What would you plant first if you wanted to start a farm? The Bryant family planted 4,000 lavendar bushes on Los Miramontes Lavender Farm. Sponsored by Choice Building Supply Ace Hardware and TruWest Auto Outlet
A little purple flower is inspiring big dreams for a Montezuma County family that's starting a new farm from scratch. You're watching the Local News Network, brought to you by Choice Building Supply Ace Hardware and TruWest Auto. I'm Wendy Graham Settle. Jeremy Bryant's great grandfather moved to Aztec, New Mexico, along the Animas River at the turn of the 20th century to grow apples.
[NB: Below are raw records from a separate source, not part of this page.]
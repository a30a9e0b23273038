//! # dot-tests
//!
//! Integration tests for the dot-host node.
//!
//! This crate provides end-to-end coverage of the sync engine against
//! in-memory collaborators:
//! - Bootstrap runs from genesis to the network target
//! - Tip-mode announce handling: chain, fork and stale announces
//! - Recovery behaviors: short responses, bad-block delivery, pool starvation

pub mod generators;
pub mod harness;


pub use generators::*;
pub use harness::*;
Now, Bryant and his wife, Aisha, and his mom, Susanne Bryant, of Pagosa Springs are carrying on the family farming legacy with a somewhat unusual crop, lavender. Last spring, the Bryants planted nearly 4,000 lavender bushes in hopes that the cash crop will help them grow their dream to establish a farm with orchards, animals, honeybees, and a place where visitors can enjoy the beautiful views of the Four Corners. They admit they have a lot of work ahead to turn a former hayfield into a productive farm, but their first crop of lavender was successful, and it seems, perfectly suited to the dry, Southwest Colorado climate.
This is a Mediterranean plant, and that's where it originated from, and so it's dry, it's windy, it's hot. It likes all that stuff. We have all that stuff here. The altitude, it's kind of interesting. The altitude makes a stronger oil. It just... It makes a stronger oil 'cause it has to deal with stress more, and, like with growing chilies, you want to stress 'em to get higher heat. Lavender, you want to stress it to get better quality oil.
Lavender has been used as a medicinal herb for thousands of years. Ancient Egyptians used it to embalm mummies, and through the ages, it has been used to treat inflammations, headaches, depression, pain, anxiety, and insomnia.
The conquistadors first brought lavender into the area because, when they would try to take their wool to market, the wool would get bugs in it. Well, they would layer lavender between the wool to keep the bugs out of it. So it gets rid of that. It's also anti-inflammatory, which is another thing, so putting it on an insect bite, an irritated skin, those types of things are good. There are definite calming effects, not only for humans. It's also calming for animals. Even the bees that were around us all summer long are just the most docile bees, and you can just gently wave them away from a plant as you harvest. So it's a very versatile and interesting plant, and we use it in a lot of ways. We have culinary lavender and we have aromatherapy lavender.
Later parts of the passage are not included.